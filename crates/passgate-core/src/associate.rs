//! Persistent vault association.
//!
//! Pairing with the vault proxy is interactive (the vault asks the user to
//! confirm and name the new client). The resulting name/key-pair identity is
//! written once to `associate.json` and loaded on every later run so the
//! pairing dialog never reappears.

use std::path::{Path, PathBuf};

use base64::Engine as _;
use base64::engine::general_purpose::STANDARD as BASE64;
use serde::{Deserialize, Serialize};

use crate::error::Error;

pub const ASSOCIATE_FILENAME: &str = "associate.json";

/// Environment variable overriding the configuration directory.
pub const CONFIG_DIR_ENV: &str = "PASSGATE_CONFIG_DIR";

/// This client's long-lived identity with the vault proxy.
///
/// Immutable once saved; the vault recognizes the key pair by `name` on
/// `test-associate`.
#[derive(Debug, Clone, PartialEq, Eq)]
pub struct Association {
    pub name: String,
    pub public_key: Vec<u8>,
}

/// On-disk envelope. The key travels base64-encoded so the file stays
/// text-safe JSON.
#[derive(Serialize, Deserialize)]
struct Envelope {
    name: String,
    public_key: String,
}

/// Resolve the per-user configuration directory.
///
/// `PASSGATE_CONFIG_DIR` wins, then `$XDG_CONFIG_HOME/passgate` when the XDG
/// dir is absolute, then `~/.config/passgate`.
pub fn config_dir() -> PathBuf {
    if let Ok(dir) = std::env::var(CONFIG_DIR_ENV) {
        return PathBuf::from(dir);
    }

    if let Ok(dir) = std::env::var("XDG_CONFIG_HOME") {
        let dir_path = Path::new(&dir);
        if dir_path.is_absolute() {
            return dir_path.join("passgate");
        }
    }

    let home = std::env::var_os("HOME").unwrap_or_else(|| ".".into());
    PathBuf::from(home).join(".config").join("passgate")
}

/// Loads and saves the single association record.
///
/// Single-user, single-session usage: the file is read once at startup and
/// written at most once per process lifetime.
pub struct AssociationStore {
    path: PathBuf,
}

impl AssociationStore {
    pub fn new() -> Self {
        Self {
            path: config_dir().join(ASSOCIATE_FILENAME),
        }
    }

    /// Store rooted at an explicit file path.
    pub fn at(path: PathBuf) -> Self {
        Self { path }
    }

    pub fn path(&self) -> &Path {
        &self.path
    }

    /// Read the saved association. A missing file is the normal first-run
    /// state and returns `Ok(None)`; a present-but-malformed file is an
    /// error, never silently ignored.
    pub fn load(&self) -> Result<Option<Association>, Error> {
        let raw = match std::fs::read_to_string(&self.path) {
            Ok(raw) => raw,
            Err(e) if e.kind() == std::io::ErrorKind::NotFound => return Ok(None),
            Err(e) => return Err(Error::Io(e)),
        };

        let envelope: Envelope = serde_json::from_str(&raw).map_err(|e| Error::Decode {
            path: self.path.clone(),
            reason: e.to_string(),
        })?;

        let public_key = BASE64
            .decode(envelope.public_key.as_bytes())
            .map_err(|e| Error::Decode {
                path: self.path.clone(),
                reason: format!("invalid public_key: {e}"),
            })?;

        Ok(Some(Association {
            name: envelope.name,
            public_key,
        }))
    }

    /// Write the association, creating the parent directory (mode 0700) when
    /// missing. The write goes to a sibling temp file and is renamed into
    /// place so normal termination never leaves a partial file.
    pub fn save(&self, association: &Association) -> Result<(), Error> {
        if let Some(parent) = self.path.parent()
            && !parent.as_os_str().is_empty()
        {
            create_dir_0700(parent)?;
        }

        let envelope = Envelope {
            name: association.name.clone(),
            public_key: BASE64.encode(&association.public_key),
        };
        let encoded = serde_json::to_vec(&envelope).map_err(std::io::Error::other)?;

        let tmp = self.path.with_extension("json.tmp");
        std::fs::write(&tmp, &encoded)?;

        #[cfg(unix)]
        {
            use std::os::unix::fs::PermissionsExt;
            std::fs::set_permissions(&tmp, std::fs::Permissions::from_mode(0o600))?;
        }

        std::fs::rename(&tmp, &self.path)?;
        Ok(())
    }
}

impl Default for AssociationStore {
    fn default() -> Self {
        Self::new()
    }
}

/// Create a directory with mode 0700 if it does not already exist.
fn create_dir_0700(path: &Path) -> Result<(), Error> {
    if path.exists() {
        return Ok(());
    }
    std::fs::create_dir_all(path)?;

    #[cfg(unix)]
    {
        use std::os::unix::fs::PermissionsExt;
        std::fs::set_permissions(path, std::fs::Permissions::from_mode(0o700))?;
    }

    Ok(())
}

// ---------------------------------------------------------------------------
// Tests
// ---------------------------------------------------------------------------
use std::path::PathBuf;

use thiserror::Error;

/// Failure taxonomy for the whole pipeline. None of these are retried;
/// each aborts the current invocation before any output sink runs.
#[derive(Debug, Error)]
pub enum Error {
    #[error("vault proxy unreachable at {}: {source}", path.display())]
    Connection {
        path: PathBuf,
        #[source]
        source: std::io::Error,
    },

    #[error("association rejected by the vault (remove the association file to pair again)")]
    Association,

    #[error("association file {} is malformed: {reason}", path.display())]
    Decode { path: PathBuf, reason: String },

    #[error("No such entry: {0}")]
    Lookup(String),

    #[error("no login found for identifier {0}")]
    NotFound(String),

    #[error("vault proxy protocol error: {0}")]
    Protocol(String),

    #[error(transparent)]
    Io(#[from] std::io::Error),
}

+===+

**About this exercise**
Please quote the records above exactly, without skipping a line.

**Written answer**
filename crates/passgate-core/src/associate.rs
//! Persistent vault association.
//!
//! Pairing with the vault proxy is interactive (the vault asks the user to
//! confirm and name the new client). The resulting name/key-pair identity is
//! written once to `associate.json` and loaded on every later run so the
//! pairing dialog never reappears.

use std::path::{Path, PathBuf};

use base64::Engine as _;
use base64::engine::general_purpose::STANDARD as BASE64;
use serde::{Deserialize, Serialize};

use crate::error::Error;

pub const ASSOCIATE_FILENAME: &str = "associate.json";

/// Environment variable overriding the configuration directory.
pub const CONFIG_DIR_ENV: &str = "PASSGATE_CONFIG_DIR";

/// This client's long-lived identity with the vault proxy.
///
/// Immutable once saved; the vault recognizes the key pair by `name` on
/// `test-associate`.
#[derive(Debug, Clone, PartialEq, Eq)]
pub struct Association {
    pub name: String,
    pub public_key: Vec<u8>,
}

/// On-disk envelope. The key travels base64-encoded so the file stays
/// text-safe JSON.
#[derive(Serialize, Deserialize)]
struct Envelope {
    name: String,
    public_key: String,
}

/// Resolve the per-user configuration directory.
///
/// `PASSGATE_CONFIG_DIR` wins, then `$XDG_CONFIG_HOME/passgate` when the XDG
/// dir is absolute, then `~/.config/passgate`.
pub fn config_dir() -> PathBuf {
    if let Ok(dir) = std::env::var(CONFIG_DIR_ENV) {
        return PathBuf::from(dir);
    }

    if let Ok(dir) = std::env::var("XDG_CONFIG_HOME") {
        let dir_path = Path::new(&dir);
        if dir_path.is_absolute() {
            return dir_path.join("passgate");
        }
    }

    let home = std::env::var_os("HOME").unwrap_or_else(|| ".".into());
    PathBuf::from(home).join(".config").join("passgate")
}

/// Loads and saves the single association record.
///
/// Single-user, single-session usage: the file is read once at startup and
/// written at most once per process lifetime.
pub struct AssociationStore {
    path: PathBuf,
}

impl AssociationStore {
    pub fn new() -> Self {
        Self {
            path: config_dir().join(ASSOCIATE_FILENAME),
        }
    }

    /// Store rooted at an explicit file path.
    pub fn at(path: PathBuf) -> Self {
        Self { path }
    }

    pub fn path(&self) -> &Path {
        &self.path
    }

    /// Read the saved association. A missing file is the normal first-run
    /// state and returns `Ok(None)`; a present-but-malformed file is an
    /// error, never silently ignored.
    pub fn load(&self) -> Result<Option<Association>, Error> {
        let raw = match std::fs::read_to_string(&self.path) {
            Ok(raw) => raw,
            Err(e) if e.kind() == std::io::ErrorKind::NotFound => return Ok(None),
            Err(e) => return Err(Error::Io(e)),
        };

        let envelope: Envelope = serde_json::from_str(&raw).map_err(|e| Error::Decode {
            path: self.path.clone(),
            reason: e.to_string(),
        })?;

        let public_key = BASE64
            .decode(envelope.public_key.as_bytes())
            .map_err(|e| Error::Decode {
                path: self.path.clone(),
                reason: format!("invalid public_key: {e}"),
            })?;

        Ok(Some(Association {
            name: envelope.name,
            public_key,
        }))
    }

    /// Write the association, creating the parent directory (mode 0700) when
    /// missing. The write goes to a sibling temp file and is renamed into
    /// place so normal termination never leaves a partial file.
    pub fn save(&self, association: &Association) -> Result<(), Error> {
        if let Some(parent) = self.path.parent()
            && !parent.as_os_str().is_empty()
        {
            create_dir_0700(parent)?;
        }

        let envelope = Envelope {
            name: association.name.clone(),
            public_key: BASE64.encode(&association.public_key),
        };
        let encoded = serde_json::to_vec(&envelope).map_err(std::io::Error::other)?;

        let tmp = self.path.with_extension("json.tmp");
        std::fs::write(&tmp, &encoded)?;

        #[cfg(unix)]
        {
            use std::os::unix::fs::PermissionsExt;
            std::fs::set_permissions(&tmp, std::fs::Permissions::from_mode(0o600))?;
        }

        std::fs::rename(&tmp, &self.path)?;
        Ok(())
    }
}

impl Default for AssociationStore {
    fn default() -> Self {
        Self::new()
    }
}

/// Create a directory with mode 0700 if it does not already exist.
fn create_dir_0700(path: &Path) -> Result<(), Error> {
    if path.exists() {
        return Ok(());
    }
    std::fs::create_dir_all(path)?;

    #[cfg(unix)]
    {
        use std::os::unix::fs::PermissionsExt;
        std::fs::set_permissions(path, std::fs::Permissions::from_mode(0o700))?;
    }

    Ok(())
}

// ---------------------------------------------------------------------------
// Tests
// ---------------------------------------------------------------------------
use std::path::PathBuf;

use thiserror::Error;

/// Failure taxonomy for the whole pipeline. None of these are retried;
/// each aborts the current invocation before any output sink runs.
#[derive(Debug, Error)]
pub enum Error {
    #[error("vault proxy unreachable at {}: {source}", path.display())]
    Connection {
        path: PathBuf,
        #[source]
        source: std::io::Error,
    },

    #[error("association rejected by the vault (remove the association file to pair again)")]
    Association,

    #[error("association file {} is malformed: {reason}", path.display())]
    Decode { path: PathBuf, reason: String },

    #[error("No such entry: {0}")]
    Lookup(String),

    #[error("no login found for identifier {0}")]
    NotFound(String),

    #[error("vault proxy protocol error: {0}")]
    Protocol(String),

    #[error(transparent)]
    Io(#[from] std::io::Error),
}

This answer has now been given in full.